Published in final edited form as: J Pediatr. 2015 Apr 25;167(1):64–69. doi: 10.1016/j.jpeds.2015.03.036

Serial Bisphenol A and Bisphenol A Concenetrations in Neonates

Rebecca M Nachman 1, Stephen D Fox 2, W Christopher Golden 3, Erica Sibinga 4, John D Groopman 1, Peter SJ Lees 1
PMCID: PMC4485942  NIHMSID: NIHMS684872  PMID: 25921439

Abstract

Objective

To determine the balance of metabolism of free bisphenol A (BPA) to the inactive conjugate, BPA glucuronide, in neonates.

Study design

Free BPA and BPA glucuronide concentrations were measured in 78 urine samples collected between December 2012 and August 2013 from a cohort of 44 healthy full term (≥ 37 weeks’ gestation) neonates at two intervals (3 - 6 days and 7 - 27 days of age). A questionnaire was administered at the time of sample collection. Neonates recruited into the study were born in an urban, tertiary care hospital.

Results

Only BPA glucuronide was detected in the urine samples; concentrations ranged from <0.1 μg/L to 11.21 μg/L (median: 0.27 μg/L). Free BPA concentrations were below the limit of quantification of 0.1 μg/L. Age, but not sex or type of diet was significantly associated with urinary BPA glucuronide concentration (p=0.002).

Conclusions

Our results illustrate widespread BPA exposure in healthy full-term neonates and efficient conjugation of BPA to its readily excretable and biologically inactive form (BPA glucuronide) as early as 3 days of age. Factors other than type of diet may be important contributors to BPA exposure in neonates.

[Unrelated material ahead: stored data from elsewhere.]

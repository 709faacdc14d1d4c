//! HTTP signal feed client.
//!
//! One GET per fetch, bounded by the configured timeout. Only status 200
//! counts as success; the body is decoded as UTF-8 (strictly, unless lossy
//! decoding is enabled).

use std::time::Duration;

use async_trait::async_trait;
use reqwest::{Client as HttpClient, StatusCode};
use tracing::debug;
use url::Url;

use crate::config::Config;
use crate::error::{FetchError, Result};
use crate::port::SignalSource;

/// [`SignalSource`] backed by a plain HTTP GET.
pub struct HttpSignalSource {
    http: HttpClient,
    url: Url,
    timeout: Duration,
    lossy_decode: bool,
}

impl HttpSignalSource {
    /// Create a client for `url` with a whole-request `timeout`.
    ///
    /// # Errors
    ///
    /// Returns an error if the underlying HTTP client cannot be built
    /// (e.g. the TLS backend fails to initialize).
    pub fn new(url: Url, timeout: Duration) -> Result<Self> {
        let http = HttpClient::builder()
            .timeout(timeout)
            .connect_timeout(timeout)
            .build()?;

        Ok(Self {
            http,
            url,
            timeout,
            lossy_decode: false,
        })
    }

    pub fn from_config(config: &Config) -> Result<Self> {
        Ok(Self::new(config.source_url()?, config.http_timeout())?
            .with_lossy_decode(config.http.lossy_decode))
    }

    #[must_use]
    pub fn with_lossy_decode(mut self, lossy_decode: bool) -> Self {
        self.lossy_decode = lossy_decode;
        self
    }

    #[must_use]
    pub fn url(&self) -> &Url {
        &self.url
    }

    fn classify(&self, err: reqwest::Error) -> FetchError {
        if err.is_timeout() {
            FetchError::Timeout {
                timeout_secs: self.timeout.as_secs_f64(),
            }
        } else {
            FetchError::Transport(err)
        }
    }

    fn decode(&self, body: Vec<u8>) -> std::result::Result<String, FetchError> {
        if self.lossy_decode {
            Ok(String::from_utf8_lossy(&body).into_owned())
        } else {
            String::from_utf8(body).map_err(FetchError::Decode)
        }
    }
}

#[async_trait]
impl SignalSource for HttpSignalSource {
    async fn fetch(&mut self) -> std::result::Result<String, FetchError> {
        let response = self
            .http
            .get(self.url.clone())
            .send()
            .await
            .map_err(|e| self.classify(e))?;

        let status = response.status();
        if status != StatusCode::OK {
            return Err(FetchError::Status {
                code: status.as_u16(),
            });
        }

        let body = response.bytes().await.map_err(|e| self.classify(e))?;
        debug!(url = %self.url, bytes = body.len(), "Fetched signal feed");
        self.decode(body.to_vec())
    }

    fn describe(&self) -> String {
        self.url.to_string()
    }
}
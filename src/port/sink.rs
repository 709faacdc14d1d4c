//! Snapshot sink port.

use std::path::Path;

use crate::domain::Snapshot;
use crate::error::Result;

/// Destination for normalized snapshots.
///
/// A successful `write_snapshot` means a reader of the destination now
/// sees the complete new snapshot. A failed one means it still sees the
/// previous one.
pub trait SnapshotSink: Send {
    fn write_snapshot(&mut self, snapshot: &Snapshot) -> Result<()>;

    /// Final location readers observe.
    fn destination(&self) -> &Path;
}
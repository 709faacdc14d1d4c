//! Implementations of ports (hexagonal adapters).

pub mod outbound;
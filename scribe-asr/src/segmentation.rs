//! Speech-bounded (VAD) or fixed-duration segmentation of a sample buffer.
//!
//! Both strategies are lazy iterators yielding [`SegmentEvent`]s: units of
//! samples interleaved with progress percentages.
//!
//! VAD mode walks the source in 30 ms windows. Silent windows go into a ring
//! buffer; when speech starts the ring is prepended as pre-roll so onsets are
//! not clipped. Silent windows evicted from the ring are counted as discarded,
//! so `sum(unit samples) + discarded == source length`.

use crate::audio::{SAMPLE_RATE, samples_to_secs};
use crate::chunk::{ChunkConfig, ChunkRangeIter};
use crate::error::{ConfigError, Result};
use crate::traits::VoiceActivityDetector;
use crate::types::SegmentationUnit;
use std::collections::VecDeque;

/// VAD window length: 30 ms at 16 kHz.
pub const VAD_WINDOW_SAMPLES: usize = 480;

const VAD_WINDOW_SECS: f32 = VAD_WINDOW_SAMPLES as f32 / SAMPLE_RATE as f32;

const DEFAULT_RING_SECS: f32 = 1.0;

/// Segmentation tuning.
#[derive(clap::Args, Clone, Copy, Debug)]
pub struct SegmenterConfig {
    /// Seconds of silence kept as pre-roll before detected speech
    #[arg(long = "ring-secs", default_value_t = DEFAULT_RING_SECS)]
    pub ring_secs: f32,

    #[command(flatten)]
    pub chunk: ChunkConfig,
}

impl Default for SegmenterConfig {
    fn default() -> Self {
        Self {
            ring_secs: DEFAULT_RING_SECS,
            chunk: ChunkConfig::default(),
        }
    }
}

impl SegmenterConfig {
    /// Reject chunk lengths and pre-roll the segmenter cannot honor.
    pub fn validate(&self) -> std::result::Result<(), ConfigError> {
        let duration = self.chunk.duration;
        if !duration.is_finite() || duration <= 0.0 {
            return Err(ConfigError::InvalidOption {
                name: "chunk-secs",
                reason: format!("must be a positive number of seconds, got {duration}"),
            });
        }
        if !self.ring_secs.is_finite() || self.ring_secs < 0.0 {
            return Err(ConfigError::InvalidOption {
                name: "ring-secs",
                reason: format!("must not be negative, got {}", self.ring_secs),
            });
        }
        Ok(())
    }

    /// Ring buffer capacity in windows.
    pub fn ring_capacity(&self) -> usize {
        (self.ring_secs.max(0.0) / VAD_WINDOW_SECS).floor() as usize
    }
}

#[derive(Debug, PartialEq)]
pub enum SegmentEvent {
    Unit(SegmentationUnit),
    /// Percentage of source samples consumed so far
    Progress(u8),
}

/// Emits a percentage only when its integer value increases.
#[derive(Debug)]
struct ProgressTracker {
    total: usize,
    last: Option<u8>,
}

impl ProgressTracker {
    fn new(total: usize) -> Self {
        Self { total, last: None }
    }

    fn update(&mut self, done: usize) -> Option<u8> {
        if self.total == 0 {
            return None;
        }
        let pct = (done.min(self.total) * 100 / self.total) as u8;
        if self.last.is_some_and(|last| pct <= last) {
            return None;
        }
        self.last = Some(pct);
        Some(pct)
    }
}

/// Segment `samples` with `vad` if given, else in fixed chunks.
pub fn segment<'a, V: VoiceActivityDetector>(
    samples: &'a [f32],
    vad: Option<V>,
    config: &SegmenterConfig,
) -> Segments<'a, V> {
    match vad {
        Some(vad) => Segments::Vad(VadSegments::new(samples, vad, config.ring_capacity())),
        None => Segments::Fixed(FixedSegments::new(samples, &config.chunk)),
    }
}

/// Either segmentation strategy.
pub enum Segments<'a, V> {
    Vad(VadSegments<'a, V>),
    Fixed(FixedSegments<'a>),
}

impl<V> Segments<'_, V> {
    /// Samples dropped as silence so far.
    pub fn discarded_samples(&self) -> usize {
        match self {
            Segments::Vad(s) => s.discarded,
            Segments::Fixed(_) => 0,
        }
    }
}

impl<V: VoiceActivityDetector> Iterator for Segments<'_, V> {
    type Item = Result<SegmentEvent>;

    fn next(&mut self) -> Option<Self::Item> {
        match self {
            Segments::Vad(s) => s.next(),
            Segments::Fixed(s) => s.next().map(Ok),
        }
    }
}

/// VAD-gated segmentation with a pre-roll ring buffer.
pub struct VadSegments<'a, V> {
    source: &'a [f32],
    vad: V,
    position: usize,
    ring: VecDeque<&'a [f32]>,
    ring_capacity: usize,
    current: Vec<f32>,
    current_end: usize,
    discarded: usize,
    queued: VecDeque<SegmentEvent>,
    progress: ProgressTracker,
    finished: bool,
}

impl<'a, V: VoiceActivityDetector> VadSegments<'a, V> {
    pub fn new(source: &'a [f32], mut vad: V, ring_capacity: usize) -> Self {
        vad.reset();
        Self {
            source,
            vad,
            position: 0,
            ring: VecDeque::with_capacity(ring_capacity + 1),
            ring_capacity,
            current: Vec::new(),
            current_end: 0,
            discarded: 0,
            queued: VecDeque::new(),
            progress: ProgressTracker::new(source.len()),
            finished: false,
        }
    }

    fn take_unit(&mut self) -> SegmentationUnit {
        let samples = std::mem::take(&mut self.current);
        tracing::debug!(
            end = samples_to_secs(self.current_end),
            duration = samples_to_secs(samples.len()),
            "speech unit"
        );
        SegmentationUnit::new(samples, self.current_end)
    }

    fn push_silence(&mut self, window: &'a [f32]) {
        self.ring.push_back(window);
        while self.ring.len() > self.ring_capacity {
            if let Some(evicted) = self.ring.pop_front() {
                self.discarded += evicted.len();
            }
        }
    }

    fn step(&mut self) -> Result<()> {
        let source = self.source;
        let start = self.position;
        let end = (start + VAD_WINDOW_SAMPLES).min(source.len());
        let window = &source[start..end];
        self.position = end;

        self.vad.accept_waveform(window)?;

        if self.vad.is_detected() {
            if self.current.is_empty() {
                for pre_roll in self.ring.drain(..) {
                    self.current.extend_from_slice(pre_roll);
                }
            }
            self.current.extend_from_slice(window);
            self.current_end = end;
        } else {
            if !self.current.is_empty() {
                let unit = self.take_unit();
                self.queued.push_back(SegmentEvent::Unit(unit));
            }
            self.push_silence(window);
        }

        if let Some(pct) = self.progress.update(self.position) {
            self.queued.push_back(SegmentEvent::Progress(pct));
        }
        Ok(())
    }

    fn finish(&mut self) {
        self.finished = true;
        if !self.current.is_empty() {
            let unit = self.take_unit();
            self.queued.push_back(SegmentEvent::Unit(unit));
        }
        self.discarded += self.ring.drain(..).map(<[f32]>::len).sum::<usize>();
    }
}

impl<V: VoiceActivityDetector> Iterator for VadSegments<'_, V> {
    type Item = Result<SegmentEvent>;

    fn next(&mut self) -> Option<Self::Item> {
        loop {
            if let Some(event) = self.queued.pop_front() {
                return Some(Ok(event));
            }
            if self.finished {
                return None;
            }
            if self.position >= self.source.len() {
                self.finish();
                continue;
            }
            if let Err(e) = self.step() {
                self.finished = true;
                return Some(Err(e));
            }
        }
    }
}

/// Non-overlapping fixed-duration windows regardless of speech activity.
pub struct FixedSegments<'a> {
    source: &'a [f32],
    ranges: ChunkRangeIter,
    progress: ProgressTracker,
    pending_progress: Option<u8>,
}

impl<'a> FixedSegments<'a> {
    pub fn new(source: &'a [f32], config: &ChunkConfig) -> Self {
        Self {
            source,
            ranges: config.iter_ranges(source.len()),
            progress: ProgressTracker::new(source.len()),
            pending_progress: None,
        }
    }
}

impl Iterator for FixedSegments<'_> {
    type Item = SegmentEvent;

    fn next(&mut self) -> Option<Self::Item> {
        if let Some(pct) = self.pending_progress.take() {
            return Some(SegmentEvent::Progress(pct));
        }

        let range = self.ranges.next()?;
        self.pending_progress = self.progress.update(range.end);
        let unit = SegmentationUnit::new(self.source[range.clone()].to_vec(), range.end);
        Some(SegmentEvent::Unit(unit))
    }
}

#[cfg(test)]
mod tests {
    use super::*;

    /// Speech whenever the window's peak amplitude exceeds a threshold.
    struct AmplitudeVad {
        detected: bool,
        windows: usize,
    }

    impl AmplitudeVad {
        fn new() -> Self {
            Self {
                detected: false,
                windows: 0,
            }
        }
    }

    impl VoiceActivityDetector for AmplitudeVad {
        fn accept_waveform(&mut self, samples: &[f32]) -> Result<()> {
            self.windows += 1;
            self.detected = samples.iter().any(|s| s.abs() > 0.1);
            Ok(())
        }

        fn is_detected(&self) -> bool {
            self.detected
        }

        fn reset(&mut self) {
            self.detected = false;
        }
    }

    fn secs(n: f32) -> usize {
        (n * SAMPLE_RATE as f32) as usize
    }

    fn signal(parts: &[(f32, f32)]) -> Vec<f32> {
        parts
            .iter()
            .flat_map(|&(duration, level)| std::iter::repeat_n(level, secs(duration)))
            .collect()
    }

    fn units<V: VoiceActivityDetector>(segments: &mut Segments<'_, V>) -> Vec<SegmentationUnit> {
        segments
            .by_ref()
            .filter_map(|event| match event.unwrap() {
                SegmentEvent::Unit(unit) => Some(unit),
                SegmentEvent::Progress(_) => None,
            })
            .collect()
    }

    #[test]
    fn ring_capacity_in_windows() {
        let config = SegmenterConfig {
            ring_secs: 1.0,
            ..SegmenterConfig::default()
        };
        assert_eq!(config.ring_capacity(), 33);
        assert_eq!(
            SegmenterConfig {
                ring_secs: 0.0,
                ..config
            }
            .ring_capacity(),
            0
        );
    }

    #[test]
    fn silence_speech_silence_yields_one_unit_with_pre_roll() {
        let audio = signal(&[(5.0, 0.0), (2.0, 0.5), (3.0, 0.0)]);
        let config = SegmenterConfig::default();

        let mut segments = segment(&audio, Some(AmplitudeVad::new()), &config);
        let units = units(&mut segments);

        assert_eq!(units.len(), 1);
        let unit = &units[0];
        let expected = secs(3.0) as i64;
        let tolerance = 2 * VAD_WINDOW_SAMPLES as i64;
        assert!((unit.samples.len() as i64 - expected).abs() <= tolerance);

        // Pre-roll is silence, the speech follows it intact.
        let speech = unit.samples.iter().filter(|s| s.abs() > 0.1).count();
        assert_eq!(speech, secs(2.0));
        assert!(unit.samples[..secs(0.9)].iter().all(|s| *s == 0.0));

        assert!((unit.end_time() - 7.0).abs() < 0.05);
        assert!((unit.start_time() - 4.0).abs() < 0.05);
    }

    #[test]
    fn vad_round_trip_accounts_for_every_sample() {
        let audio = signal(&[
            (0.7, 0.0),
            (1.3, 0.4),
            (0.2, 0.0),
            (0.5, -0.3),
            (2.1, 0.0),
            (0.9, 0.6),
        ]);
        let config = SegmenterConfig {
            ring_secs: 0.5,
            ..SegmenterConfig::default()
        };

        let mut segments = segment(&audio, Some(AmplitudeVad::new()), &config);
        let units = units(&mut segments);
        let kept: usize = units.iter().map(|u| u.samples.len()).sum();

        assert_eq!(units.len(), 3);
        assert_eq!(kept + segments.discarded_samples(), audio.len());
        // Trailing speech is flushed at end of input.
        assert_eq!(units[2].end_sample_index, audio.len());
    }

    #[test]
    fn units_are_ordered_and_non_overlapping() {
        let audio = signal(&[(1.0, 0.0), (1.0, 0.5), (1.0, 0.0), (1.0, 0.5), (1.0, 0.0)]);

        let mut segments = segment(&audio, Some(AmplitudeVad::new()), &SegmenterConfig::default());
        let units = units(&mut segments);

        assert_eq!(units.len(), 2);
        assert!(units[0].end_sample_index <= units[1].end_sample_index - units[1].samples.len());
    }

    #[test]
    fn progress_is_increasing_and_complete() {
        let audio = signal(&[(2.0, 0.0), (1.0, 0.5)]);

        let progress: Vec<u8> = segment(&audio, Some(AmplitudeVad::new()), &SegmenterConfig::default())
            .filter_map(|event| match event.unwrap() {
                SegmentEvent::Progress(p) => Some(p),
                SegmentEvent::Unit(_) => None,
            })
            .collect();

        assert!(progress.windows(2).all(|w| w[0] < w[1]));
        assert_eq!(progress.last(), Some(&100));
    }

    #[test]
    fn all_silence_yields_no_units() {
        let audio = signal(&[(3.0, 0.0)]);

        let mut segments = segment(&audio, Some(AmplitudeVad::new()), &SegmenterConfig::default());

        assert!(units(&mut segments).is_empty());
        assert_eq!(segments.discarded_samples(), audio.len());
    }

    #[test]
    fn empty_source_yields_nothing() {
        let mut segments = segment(&[], Some(AmplitudeVad::new()), &SegmenterConfig::default());

        assert!(segments.next().is_none());
    }

    #[test]
    fn vad_errors_stop_iteration() {
        struct FailingVad;
        impl VoiceActivityDetector for FailingVad {
            fn accept_waveform(&mut self, _: &[f32]) -> Result<()> {
                Err(crate::error::EngineError::Other("vad failed".into()).into())
            }
            fn is_detected(&self) -> bool {
                false
            }
            fn reset(&mut self) {}
        }

        let audio = vec![0.0; 4800];
        let mut segments = segment(&audio, Some(FailingVad), &SegmenterConfig::default());

        assert!(matches!(segments.next(), Some(Err(_))));
        assert!(segments.next().is_none());
    }

    #[test]
    fn validate_rejects_unusable_lengths() {
        let with = |ring_secs: f32, duration: f32| SegmenterConfig {
            ring_secs,
            chunk: ChunkConfig::new(duration),
        };

        assert!(SegmenterConfig::default().validate().is_ok());
        assert!(with(0.0, 5.0).validate().is_ok());

        for (config, option) in [
            (with(1.0, 0.0), "chunk-secs"),
            (with(1.0, -3.0), "chunk-secs"),
            (with(1.0, f32::NAN), "chunk-secs"),
            (with(-0.5, 30.0), "ring-secs"),
        ] {
            match config.validate() {
                Err(ConfigError::InvalidOption { name, .. }) => assert_eq!(name, option),
                other => panic!("expected {option} to be rejected, got {other:?}"),
            }
        }
    }

    #[test]
    fn fixed_chunks_cover_source() {
        let audio = vec![0.25; secs(75.0)];

        let events: Vec<SegmentEvent> = segment::<AmplitudeVad>(&audio, None, &SegmenterConfig::default())
            .map(|e| e.unwrap())
            .collect();

        match events.as_slice() {
            [
                SegmentEvent::Unit(a),
                SegmentEvent::Progress(40),
                SegmentEvent::Unit(b),
                SegmentEvent::Progress(80),
                SegmentEvent::Unit(c),
                SegmentEvent::Progress(100),
            ] => {
                assert_eq!(a.samples.len(), secs(30.0));
                assert_eq!(b.end_sample_index, secs(60.0));
                assert_eq!(c.samples.len(), secs(15.0));
                assert!((c.start_time() - 60.0).abs() < 1e-9);
            }
            other => panic!("unexpected events: {other:?}"),
        }
    }
}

Keywords: endocrine disrupting chemical, environmental exposure, early life metabolism, postnatal development, biomarkers

Bisphenol A (BPA) is a high-production volume chemical present in food and drink can liners, dental sealants, medical equipment and cash register receipts.1 Detection of BPA in urine of 90% of the general population in countries around the world demonstrates widespread exposure,2-5 primarily through dietary consumption. BPA leaches into food from packaging, especially the linings of cans.6 Through its estrogenic properties, BPA may induce a variety of adverse outcomes, including developmental effects (on the brain, lung and reproductive organs), diabetes, obesity, cancer, and cardiovascular disease.7-15

Upon ingestion, BPA is metabolized into BPA glucuronide, a biologically inert form that is rapidly cleared in the urine (half-life < 6 hours).16 Glucuronidation of some compounds is limited in the newborn (eg, bilirubin), and this impairment has been hypothesized to slow clearance of BPA and increase serum and urine concentrations of free BPA in neonates.17-20

Sensitive and specific methods are available to separately quantify free BPA and BPA conjugates in human biological samples, but contamination of samples with BPA from background sources in the laboratory and in the field has hampered the use of urinary biomarkers to study BPA metabolism in humans.21

In a previous study, we measured urinary free BPA and BPA glucuronide concentrations in a small cohort of young infants using methods that reduce sample contamination.22 The data demonstrated universal BPA exposure in those infants, with free BPA concentrations below the limit of quantification (0.1 μg/L). Given the rapid increase in hepatic metabolism in the neonatal period,17, 18 we sought to assess changes in BPA glucuronidation through the first month of life. We hypothesized that less efficient BPA metabolism in the first week of the neonatal period would result in higher urine free BPA concentrations in neonates during the first week of life compared with the later part of the neonatal period.

Methods

Postpartum mothers and their healthy, full-term neonates (≥ 37 0/7 weeks gestation) were recruited during their hospitalization in the Full Term Nursery at the Johns Hopkins Hospital between December, 2012 and August, 2013. Newborns receiving pediatric primary care at the Johns Hopkins Harriet Lane Primary Care Clinic were eligible to participate. Babies were excluded if they were either large or small size for gestational age, were diagnosed with intrauterine growth restriction, had an APGAR score of less than 5 at 5 minutes of age, had delayed voiding or stooling (greater than 24 hours after birth), were admitted to the Neonatal Intensive Care Unit (NICU) for management of hyperbilirubinemia, or had certain specific risk factors for hyperbilirubinemia (eg, cephalohematoma, polycythemia). Infants born to mothers with documented tobacco use during pregnancy, a positive urine toxicology screen for cocaine, marijuana, heroin, or methadone at delivery, and/or anti-epileptic drug use in pregnancy were also excluded. Infants with hyperbilirubinemia not requiring a NICU admission or with blood type incompatibility with the mother (ABO or Rh) were included. Recruitment and follow up protocols were approved by the Johns Hopkins Bloomberg School of Public Health Institutional Review Board, and participant mothers provided informed consent.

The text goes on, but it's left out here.